OpenAI Codex Hits 5 Million Weekly Users, But the Real Story Is Who's Using It,and Who Isn't
OpenAI Codex has reached more than 5 million weekly active users as of June 2026, but the platform's explosive growth masks a critical divide: developers are embracing it while non-technical users are actively avoiding it in favor of simpler, more direct tools. The gap reveals something important about how AI coding agents are reshaping software development, and it's forcing a reckoning about what these tools are actually built for.
Why Are Non-Technical Users Choosing Alternatives to Codex?
OpenAI Codex was designed from the ground up as a developer's tool. It excels at code review, refactoring, bug fixes, and managing complex software projects with existing codebases. But that same design philosophy creates friction for anyone who simply wants to build a website or web application without learning developer workflows.
The core problem is architectural. Before Codex can do anything useful, users need to set up a GitHub account, create a code repository, install a code editor like VS Code, and configure a development environment. Only then can they ask Codex to write features or fix bugs. For a software engineer managing a production codebase, this workflow makes sense. For a small business owner or freelancer who just wants a live website, it's a barrier that shouldn't exist.
When Codex finishes a task, it produces a "diff," a technical report showing exactly which lines of code were added, changed, or removed. Developers use this to review changes before publishing. Non-technical users see it as unnecessary complexity standing between them and a live website.
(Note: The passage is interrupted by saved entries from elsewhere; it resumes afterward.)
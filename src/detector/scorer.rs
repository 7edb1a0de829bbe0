//! Z-score anomaly scoring

use crate::types::{AnomalyEntry, BaselineEntry, DailyAggregate};
use chrono::NaiveDate;
use std::cmp::Ordering;
use std::collections::HashMap;

pub struct AnomalyScorer {
    threshold: f64,
}

impl AnomalyScorer {
    pub fn new(threshold: f64) -> Self {
        Self { threshold }
    }

    pub fn with_defaults() -> Self {
        Self::new(3.0)
    }

    pub fn threshold(&self) -> f64 {
        self.threshold
    }

    /// Score every aggregate on `date` against its baseline
    ///
    /// Tickers with no baseline, or a baseline with zero spread, are skipped.
    /// Only `z > threshold` (strict) is reported. Output is ordered by z-score
    /// descending, ticker ascending on ties.
    pub fn score(
        &self,
        date: NaiveDate,
        aggregates: &[DailyAggregate],
        baselines: &HashMap<String, BaselineEntry>,
    ) -> Vec<AnomalyEntry> {
        let mut anomalies: Vec<AnomalyEntry> = aggregates
            .iter()
            .filter(|agg| agg.date == date)
            .filter_map(|agg| {
                let baseline = baselines.get(&agg.ticker).filter(|b| b.date == date)?;
                let z = z_score(agg.transactions, baseline)?;

                if z > self.threshold {
                    Some(AnomalyEntry {
                        ticker: agg.ticker.clone(),
                        date,
                        trades: agg.transactions,
                        avg_trades: baseline.avg_trades,
                        std_trades: baseline.std_trades,
                        z_score: z,
                        close_price: agg.close,
                        price_diff_pct: baseline.price_diff_pct,
                        volume: agg.volume,
                    })
                } else {
                    None
                }
            })
            .collect();

        sort_by_z_desc(&mut anomalies);
        anomalies
    }
}

/// `(observed - mean) / std`, or `None` when the spread is not positive
pub fn z_score(observed: u64, baseline: &BaselineEntry) -> Option<f64> {
    if !(baseline.std_trades > 0.0) {
        return None;
    }
    Some((observed as f64 - baseline.avg_trades) / baseline.std_trades)
}

pub fn detect_anomalies(
    date: NaiveDate,
    aggregates: &[DailyAggregate],
    baselines: &HashMap<String, BaselineEntry>,
    threshold: f64,
) -> Vec<AnomalyEntry> {
    AnomalyScorer::new(threshold).score(date, aggregates, baselines)
}

pub fn sort_by_z_desc(anomalies: &mut [AnomalyEntry]) {
    anomalies.sort_by(|a, b| match b.z_score.total_cmp(&a.z_score) {
        Ordering::Equal => a.ticker.cmp(&b.ticker),
        other => other,
    });
}

#[cfg(test)]
mod tests {
    use super::*;

    fn date() -> NaiveDate {
        NaiveDate::from_ymd_opt(2024, 3, 15).unwrap()
    }

    fn aggregate(ticker: &str, transactions: u64) -> DailyAggregate {
        DailyAggregate {
            ticker: ticker.to_string(),
            date: date(),
            open: 10.0,
            high: 12.0,
            low: 9.5,
            close: 11.0,
            volume: transactions * 150,
            transactions,
        }
    }

    fn baseline(ticker: &str, avg: f64, std: f64) -> BaselineEntry {
        BaselineEntry {
            ticker: ticker.to_string(),
            date: date(),
            avg_trades: avg,
            std_trades: std,
            prev_close: Some(10.0),
            price_diff_pct: 10.0,
        }
    }

    fn baselines(entries: Vec<BaselineEntry>) -> HashMap<String, BaselineEntry> {
        entries.into_iter().map(|b| (b.ticker.clone(), b)).collect()
    }

    #[test]
    fn test_spike_flagged() {
        let std = 62.5f64.sqrt();
        let result = detect_anomalies(
            date(),
            &[aggregate("A", 500)],
            &baselines(vec![baseline("A", 100.0, std)]),
            3.0,
        );

        assert_eq!(result.len(), 1);
        let a = &result[0];
        assert!((a.z_score - 50.596).abs() < 1e-3);
        assert_eq!(a.trades, 500);
        assert_eq!(a.avg_trades, 100.0);
        assert_eq!(a.close_price, 11.0);
        assert_eq!(a.price_diff_pct, 10.0);
        assert_eq!(a.volume, 75_000);
    }

    #[test]
    fn test_zero_std_never_flagged() {
        let result = detect_anomalies(
            date(),
            &[aggregate("A", 1_000_000)],
            &baselines(vec![baseline("A", 10.0, 0.0)]),
            3.0,
        );
        assert!(result.is_empty());
    }

    #[test]
    fn test_missing_baseline_skipped() {
        let result = detect_anomalies(date(), &[aggregate("A", 500)], &HashMap::new(), 3.0);
        assert!(result.is_empty());
    }

    #[test]
    fn test_threshold_is_exclusive() {
        // z = (130 - 100) / 10 = 3.0 exactly
        let result = detect_anomalies(
            date(),
            &[aggregate("A", 130)],
            &baselines(vec![baseline("A", 100.0, 10.0)]),
            3.0,
        );
        assert!(result.is_empty());

        let result = detect_anomalies(
            date(),
            &[aggregate("A", 131)],
            &baselines(vec![baseline("A", 100.0, 10.0)]),
            3.0,
        );
        assert_eq!(result.len(), 1);
    }

    #[test]
    fn test_baseline_for_other_date_ignored() {
        let mut stale = baseline("A", 100.0, 10.0);
        stale.date = date().pred_opt().unwrap();

        let result = detect_anomalies(date(), &[aggregate("A", 500)], &baselines(vec![stale]), 3.0);
        assert!(result.is_empty());
    }

    #[test]
    fn test_output_sorted_and_order_independent() {
        let aggs = vec![aggregate("LOW", 140), aggregate("HIGH", 300), aggregate("MID", 200), aggregate("TIE", 200)];
        let base = baselines(vec![
            baseline("LOW", 100.0, 10.0),
            baseline("HIGH", 100.0, 10.0),
            baseline("MID", 100.0, 10.0),
            baseline("TIE", 100.0, 10.0),
        ]);

        let forward = detect_anomalies(date(), &aggs, &base, 3.0);
        let mut reversed_input = aggs.clone();
        reversed_input.reverse();
        let backward = detect_anomalies(date(), &reversed_input, &base, 3.0);

        let tickers: Vec<&str> = forward.iter().map(|a| a.ticker.as_str()).collect();
        assert_eq!(tickers, vec!["HIGH", "MID", "TIE", "LOW"]);
        assert_eq!(forward, backward);
    }
}
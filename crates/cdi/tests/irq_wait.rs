//! Interrupt-wait and blocking-refusal tests with real threads.
//!
//! The platform hooks here use a real clock and a condition variable, so a
//! `fire` from another thread genuinely races the waiter.

use std::cell::Cell;
use std::sync::atomic::{AtomicBool, Ordering};
use std::sync::{Arc, Condvar, Mutex, Once, OnceLock};
use std::thread;
use std::time::{Duration, Instant};

use cdi::usb::descriptor::SetupPacket;
use cdi::usb::{
    HostController, Transfer, TransferEngine, TransferId, TransferRequest, UsbDevice, UsbError,
    UsbSpeed,
};
use cdi::{IrqError, IrqTable, SchedOps};
use sync::ArchOps;

std::thread_local! {
    static IRQ_ENABLED: Cell<bool> = const { Cell::new(true) };
    static IN_IRQ: Cell<bool> = const { Cell::new(false) };
}

struct ThreadArchOps;

impl ArchOps for ThreadArchOps {
    unsafe fn read_and_disable_interrupts(&self) -> usize {
        IRQ_ENABLED.with(|c| c.replace(false)) as usize
    }

    unsafe fn restore_interrupts(&self, flags: usize) {
        IRQ_ENABLED.with(|c| c.set(flags != 0));
    }

    fn interrupt_enable_mask(&self) -> usize {
        1
    }

    fn in_interrupt(&self) -> bool {
        IN_IRQ.with(|c| c.get())
    }
}

/// Sleep/wake on a single condition variable; a generation counter stands in
/// for per-channel queues. Host threads cannot enable interrupts and sleep
/// atomically, so each sleep is capped at a short slice.
struct CondvarSchedOps {
    start: OnceLock<Instant>,
    generation: Mutex<u64>,
    cond: Condvar,
}

impl SchedOps for CondvarSchedOps {
    fn now_ms(&self) -> u64 {
        self.start.get_or_init(Instant::now).elapsed().as_millis() as u64
    }

    fn block_on(&self, _channel: usize, deadline_ms: u64) {
        let seen = *self.generation.lock().unwrap();
        let remaining = deadline_ms.saturating_sub(self.now_ms());
        let guard = self.generation.lock().unwrap();
        let _ = self
            .cond
            .wait_timeout_while(guard, Duration::from_millis(remaining.clamp(1, 10)), |g| *g == seen)
            .unwrap();
    }

    fn wake_all(&self, _channel: usize) {
        *self.generation.lock().unwrap() += 1;
        self.cond.notify_all();
    }
}

static ARCH: ThreadArchOps = ThreadArchOps;
static SCHED: CondvarSchedOps = CondvarSchedOps {
    start: OnceLock::new(),
    generation: Mutex::new(0),
    cond: Condvar::new(),
};
static INIT: Once = Once::new();

fn init() {
    INIT.call_once(|| unsafe {
        sync::register_arch_ops(&ARCH);
        cdi::register_sched_ops(&SCHED);
    });
}

#[test]
fn test_fire_from_other_thread_wakes_waiter() {
    init();
    let irqs = Arc::new(IrqTable::new());
    irqs.reset(4).unwrap();

    let firing = irqs.clone();
    let handle = thread::spawn(move || {
        thread::sleep(Duration::from_millis(20));
        firing.fire(4);
    });

    let start = Instant::now();
    assert_eq!(irqs.wait(4, 5_000), Ok(()));
    assert!(start.elapsed() < Duration::from_secs(5));
    handle.join().unwrap();
}

#[test]
fn test_fire_between_reset_and_wait_is_not_lost() {
    init();
    let irqs = Arc::new(IrqTable::new());
    for _ in 0..50 {
        irqs.reset(2).unwrap();
        let firing = irqs.clone();
        let handle = thread::spawn(move || firing.fire(2));
        handle.join().unwrap();
        assert_eq!(irqs.wait(2, 1_000), Ok(()));
    }
}

#[test]
fn test_wait_times_out_without_fire() {
    init();
    let irqs = IrqTable::new();
    irqs.reset(6).unwrap();
    let start = Instant::now();
    assert_eq!(irqs.wait(6, 30), Err(IrqError::Timeout));
    assert!(start.elapsed() >= Duration::from_millis(30));
}

struct NullHost {
    enqueued: AtomicBool,
}

impl HostController for NullHost {
    fn name(&self) -> &str {
        "null"
    }

    fn enqueue(&self, _request: &TransferRequest) -> Result<(), UsbError> {
        self.enqueued.store(true, Ordering::SeqCst);
        Ok(())
    }

    fn cancel(&self, _id: TransferId) {}
}

#[test]
fn test_blocking_transfer_refused_in_interrupt_context() {
    init();
    let host = Arc::new(NullHost {
        enqueued: AtomicBool::new(false),
    });
    let engine = TransferEngine::new(host.clone());
    let device = UsbDevice::new(1, UsbSpeed::Full, engine.clone());
    let setup = SetupPacket::get_descriptor(1, 0, 8);

    IN_IRQ.with(|c| c.set(true));
    let transfer = Transfer::control_in(&device, setup).unwrap();
    assert_eq!(
        engine.submit_and_wait(transfer, 100),
        Err(UsbError::WouldBlock)
    );
    IN_IRQ.with(|c| c.set(false));

    assert!(!host.enqueued.load(Ordering::SeqCst));
}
What Is Codex Actually Built For?
Codex shines in specific developer scenarios. The platform can inspect a repository, explain unfamiliar code modules, propose edits, update files, run commands, and help plan implementation steps directly from a terminal. A backend developer might ask Codex to trace a failing API route. A frontend developer might request a component refactor without changing behavior. A DevOps team could ask it to draft a CI/CD migration checklist. A technical founder might turn a bug report into a fix plan before touching production code.
The Codex CLI (command-line interface), available through terminal-based workflows, is where this agentic capability becomes most powerful. Developers can route Codex sessions through third-party API platforms like Flaq AI, which offers OpenAI-compatible endpoints for developers who want to use Codex without direct OpenAI infrastructure. This flexibility has made Codex a central tool in how software teams build and ship code.
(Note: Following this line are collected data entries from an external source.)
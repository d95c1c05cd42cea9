//! HID 键盘用法码到通用键码的映射

use cdi::KeyCode;

/// 用法码 (Usage Page 0x07) 到键码的查找表，0 表示未映射
#[rustfmt::skip]
static USAGE_TO_KEYCODE: [u8; 256] = [
      0,   0,   0,   0,  30,  48,  46,  32,  18,  33,  34,  35,  23,  36,  37,  38,
     50,  49,  24,  25,  16,  19,  31,  20,  22,  47,  17,  45,  21,  44,   2,   3,
      4,   5,   6,   7,   8,   9,  10,  11,  28,   1,  14,  15,  57,  12,  13,  26,
     27,  43,  43,  39,  40,  41,  51,  52,  53,  58,  59,  60,  61,  62,  63,  64,
     65,  66,  67,  68,  87,  88,  99,  70, 119, 110, 102, 104, 111, 107, 109, 106,
    105, 108, 103,  69,  98,  55,  74,  78,  96,  79,  80,  81,  75,  76,  77,  71,
     72,  73,  82,  83,  86, 127, 116, 117, 183, 184, 185, 186, 187, 188, 189, 190,
    191, 192, 193, 194, 134, 138, 130, 132, 128, 129, 131, 137, 133, 135, 136, 113,
    115, 114,   0,   0,   0, 121,   0,  89,  93, 124,  92,  94,  95,   0,   0,   0,
    122, 123,  90,  91,  85,   0,   0,   0,   0,   0,   0,   0, 111,   0,   0,   0,
      0,   0,   0,   0,   0,   0,   0,   0,   0,   0,   0,   0,   0,   0,   0,   0,
      0,   0,   0,   0,   0,   0,   0,   0,   0,   0,   0,   0,   0,   0,   0,   0,
      0,   0,   0,   0,   0,   0,   0,   0,   0,   0,   0,   0,   0,   0,   0,   0,
      0,   0,   0,   0,   0,   0,   0,   0,   0,   0,   0,   0,   0,   0,   0,   0,
     29,  42,  56, 125,  97,  54, 100, 126, 164, 166, 165, 163, 161, 115, 114, 113,
    150, 158, 159, 128, 136, 177, 178, 176, 142, 152, 173, 140,   0,   0,   0,   0,
];

/// Caps Lock 的用法码
pub const USAGE_CAPS_LOCK: u8 = 0x39;
/// Scroll Lock 的用法码
pub const USAGE_SCROLL_LOCK: u8 = 0x47;
/// Num Lock 的用法码
pub const USAGE_NUM_LOCK: u8 = 0x53;
/// 第一个修饰键（左 Ctrl）的用法码，修饰字节的第 i 位对应 `0xE0 + i`
pub const USAGE_LEFT_CTRL: u8 = 0xE0;

/// 0..=3 是 "无按键"、ErrorRollOver、POSTFail 和保留值
pub fn is_key_usage(usage: u8) -> bool {
    usage > 3
}

/// 查表，未映射的用法码返回 `None`
pub fn usage_to_keycode(usage: u8) -> Option<KeyCode> {
    match USAGE_TO_KEYCODE[usage as usize] {
        0 => None,
        code => Some(KeyCode(code as u16)),
    }
}
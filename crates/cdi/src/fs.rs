//! 文件系统驱动接口与错误类型
//!
//! 这里只定义注册契约和磁盘边界上的错误码，文件系统语义不在 CDI 的范围内。

use crate::driver::Driver;

/// 文件系统层错误
///
/// 各错误码对应标准 POSIX errno 值，可通过 [`FsError::to_errno()`] 转换。
#[derive(Debug, Clone, Copy, PartialEq, Eq)]
pub enum FsError {
    /// 文件不存在 (-ENOENT)
    NotFound,
    /// I/O 错误 (-EIO)
    IoError,
    /// 非阻塞操作将阻塞 (-EAGAIN)
    WouldBlock,
    /// 文件已存在 (-EEXIST)
    AlreadyExists,
    /// 设备不存在 (-ENODEV)
    NoDevice,
    /// 无效参数 (-EINVAL)
    InvalidArgument,
    /// 设备空间不足 (-ENOSPC)
    NoSpace,
    /// 只读文件系统 (-EROFS)
    ReadOnlyFs,
    /// 操作不支持 (-ENOTSUP)
    NotSupported,
}

impl FsError {
    /// 转换为系统调用错误码（负数）
    pub fn to_errno(&self) -> isize {
        match self {
            FsError::NotFound => -2,
            FsError::IoError => -5,
            FsError::WouldBlock => -11,
            FsError::AlreadyExists => -17,
            FsError::NoDevice => -19,
            FsError::InvalidArgument => -22,
            FsError::NoSpace => -28,
            FsError::ReadOnlyFs => -30,
            FsError::NotSupported => -95,
        }
    }
}

/// 文件系统驱动
///
/// 同一时刻最多注册一个；第二次注册被静默忽略。
pub trait FsDriver: Driver {
    /// 文件系统类型名，例如 `"fat12"`
    fn fs_type(&self) -> &str;
}

#[cfg(test)]
mod tests {
    use super::*;

    #[test]
    fn test_errno_values() {
        assert_eq!(FsError::NotFound.to_errno(), -2);
        assert_eq!(FsError::IoError.to_errno(), -5);
        assert_eq!(FsError::NoDevice.to_errno(), -19);
        assert_eq!(FsError::ReadOnlyFs.to_errno(), -30);
    }
}
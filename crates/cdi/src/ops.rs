//! 调度操作 trait 定义和注册
//!
//! CDI 需要的唯一调度能力是“睡眠直到被唤醒或超时”。内核实现 [`SchedOps`]
//! 并在启动时注册，cdi crate 本身不依赖具体的调度器。

use core::sync::atomic::{AtomicUsize, Ordering};

/// 睡眠/唤醒操作
///
/// # 约定
///
/// - [`block_on`](SchedOps::block_on) 在本地中断**已关闭**时被调用，实现必须
///   原子地开中断并睡眠（例如 `sti; hlt`），返回前重新关闭中断。这样调用方在
///   关中断状态下检查条件后再睡眠，不存在丢失唤醒的窗口。
/// - `block_on` 允许虚假返回，调用方总是重新检查条件。
/// - [`wake_all`](SchedOps::wake_all) 可在中断上下文调用，必须是非阻塞的。
pub trait SchedOps: Send + Sync {
    /// 单调时钟，单位毫秒
    fn now_ms(&self) -> u64;

    /// 让当前任务在 `channel` 上睡眠，最迟在 `deadline_ms` 返回
    fn block_on(&self, channel: usize, deadline_ms: u64);

    /// 唤醒所有在 `channel` 上睡眠的任务
    fn wake_all(&self, channel: usize);
}

static SCHED_OPS_DATA: AtomicUsize = AtomicUsize::new(0);
static SCHED_OPS_VTABLE: AtomicUsize = AtomicUsize::new(0);

/// 注册调度操作实现
///
/// # Safety
/// 必须在单线程环境下调用，且只能调用一次
pub unsafe fn register_sched_ops(ops: &'static dyn SchedOps) {
    let ptr = ops as *const dyn SchedOps;
    // SAFETY: 将 fat pointer 拆分为 data 和 vtable 两部分存储
    let (data, vtable) =
        unsafe { core::mem::transmute::<*const dyn SchedOps, (usize, usize)>(ptr) };
    SCHED_OPS_DATA.store(data, Ordering::Release);
    SCHED_OPS_VTABLE.store(vtable, Ordering::Release);
}

/// 获取已注册的调度操作实现
///
/// # Panics
/// 如果尚未调用 [`register_sched_ops`] 注册实现，则 panic
#[inline]
pub fn sched_ops() -> &'static dyn SchedOps {
    let data = SCHED_OPS_DATA.load(Ordering::Acquire);
    let vtable = SCHED_OPS_VTABLE.load(Ordering::Acquire);
    if data == 0 {
        panic!("cdi: SchedOps not registered");
    }
    // SAFETY: 重组 fat pointer
    unsafe { &*core::mem::transmute::<(usize, usize), *const dyn SchedOps>((data, vtable)) }
}

/// 计算超时截止时间
#[inline]
pub(crate) fn deadline_after(timeout_ms: u64) -> u64 {
    sched_ops().now_ms().saturating_add(timeout_ms)
}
How to Use Codex CLI for Real Development Tasks
- Code Explanation: Ask Codex to explain an unfamiliar codebase before editing it, reducing the risk of breaking changes in unfamiliar code.
- Debugging and Testing: Ask Codex to find the likely cause of a failing test or to add unit tests for a specific function without manual test writing.
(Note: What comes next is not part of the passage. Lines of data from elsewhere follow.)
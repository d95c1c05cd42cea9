//! Mock 主控制器

use alloc::boxed::Box;
use alloc::collections::VecDeque;
use alloc::sync::{Arc, Weak};
use alloc::vec::Vec;

use sync::SpinLock;

use crate::usb::{
    Completion, Direction, EndpointKey, HostController, TransferEngine, TransferId,
    TransferRequest, TransferStatus, UsbError,
};

/// 应答器对一个请求的处理方式
#[derive(Debug, Clone, PartialEq, Eq)]
pub enum MockReply {
    /// 在 `enqueue` 内直接完成；IN 请求携带数据
    Complete(TransferStatus, Vec<u8>),
    /// 挂起，等待 [`MockHostController::complete_next`]
    Defer,
    /// 拒绝入队
    Reject(UsbError),
}

/// 应答器
pub type Responder = Box<dyn FnMut(&TransferRequest) -> MockReply + Send>;

/// 可编程应答的主控制器
///
/// 没有设置应答器时所有请求都挂起。应答器调用期间不持有任何锁；
/// 在应答器或完成回调中再次入队的请求同样挂起。
pub struct MockHostController {
    engine: SpinLock<Weak<TransferEngine>>,
    responder: SpinLock<Option<Responder>>,
    deferred: SpinLock<VecDeque<TransferRequest>>,
    history: SpinLock<Vec<TransferRequest>>,
    cancelled: SpinLock<Vec<TransferId>>,
}

impl MockHostController {
    /// 创建控制器
    pub fn new() -> Arc<Self> {
        Arc::new(Self {
            engine: SpinLock::new(Weak::new()),
            responder: SpinLock::new(None),
            deferred: SpinLock::new(VecDeque::new()),
            history: SpinLock::new(Vec::new()),
            cancelled: SpinLock::new(Vec::new()),
        })
    }

    /// 关联传输引擎，用于报告完成
    pub fn attach_engine(&self, engine: &Arc<TransferEngine>) {
        *self.engine.lock() = Arc::downgrade(engine);
    }

    /// 设置应答器
    pub fn set_responder(
        &self,
        responder: impl FnMut(&TransferRequest) -> MockReply + Send + 'static,
    ) {
        *self.responder.lock() = Some(Box::new(responder));
    }

    /// 移除应答器，之后的请求全部挂起
    pub fn clear_responder(&self) {
        self.responder.lock().take();
    }

    /// 完成端点上最早挂起的请求
    ///
    /// 没有挂起的请求时返回 `false`。
    pub fn complete_next(&self, key: EndpointKey, status: TransferStatus, data: &[u8]) -> bool {
        let request = {
            let mut deferred = self.deferred.lock();
            let Some(pos) = deferred.iter().position(|r| r.key == key) else {
                return false;
            };
            deferred.remove(pos)
        };
        let Some(request) = request else {
            return false;
        };
        self.report(&request, status, data);
        true
    }

    /// 挂起的请求数
    pub fn deferred_len(&self) -> usize {
        self.deferred.lock().len()
    }

    /// 挂起的请求
    pub fn deferred(&self) -> Vec<TransferRequest> {
        self.deferred.lock().iter().cloned().collect()
    }

    /// 所有入队过的请求（含被拒绝的）
    pub fn requests(&self) -> Vec<TransferRequest> {
        self.history.lock().clone()
    }

    /// 最近一次入队的请求
    pub fn last_request(&self) -> Option<TransferRequest> {
        self.history.lock().last().cloned()
    }

    /// 某个传输入队的次数（re-arm 复用同一标识）
    pub fn enqueue_count(&self, id: TransferId) -> usize {
        self.history.lock().iter().filter(|r| r.id == id).count()
    }

    /// 被取消的传输
    pub fn cancelled(&self) -> Vec<TransferId> {
        self.cancelled.lock().clone()
    }

    fn report(&self, request: &TransferRequest, status: TransferStatus, data: &[u8]) {
        let Some(engine) = self.engine.lock().upgrade() else {
            return;
        };
        let is_in = match request.setup {
            Some(setup) => setup.is_in(),
            None => request.endpoint.direction() == Direction::In,
        };
        let completion = if is_in {
            Completion::Received(data)
        } else if status == TransferStatus::Success {
            Completion::Sent(request.length)
        } else {
            Completion::Empty
        };
        engine.complete(request.key, status, completion);
    }
}

impl HostController for MockHostController {
    fn name(&self) -> &str {
        "mock-hc"
    }

    fn enqueue(&self, request: &TransferRequest) -> Result<(), UsbError> {
        self.history.lock().push(request.clone());

        // 调用期间把应答器取出来，嵌套入队看到的是“没有应答器”
        let responder = self.responder.lock().take();
        let reply = match responder {
            Some(mut responder) => {
                let reply = responder(request);
                let mut slot = self.responder.lock();
                if slot.is_none() {
                    *slot = Some(responder);
                }
                reply
            }
            None => MockReply::Defer,
        };

        match reply {
            MockReply::Defer => {
                self.deferred.lock().push_back(request.clone());
                Ok(())
            }
            MockReply::Reject(e) => Err(e),
            MockReply::Complete(status, data) => {
                self.report(request, status, &data);
                Ok(())
            }
        }
    }

    fn cancel(&self, id: TransferId) {
        self.cancelled.lock().push(id);
        self.deferred.lock().retain(|r| r.id != id);
    }
}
- Refactoring and Documentation: Ask Codex to refactor one module without changing external behavior, or to update documentation after a code change is complete.
- Implementation Planning: Ask Codex to inspect a bug report and propose a fix plan, or to compare two implementation options before writing any code.
- Security and Integration: Ask Codex to review a pull request diff for bugs and risky assumptions, or to generate a migration checklist for a framework upgrade.
For developers using Codex CLI with Flaq AI, the setup requires installing the CLI via npm, configuring a config.toml file with the Flaq endpoint, and setting an API key in the terminal session. Once configured, developers can ask Codex to perform bounded, specific tasks on real repositories while monitoring token usage and cost.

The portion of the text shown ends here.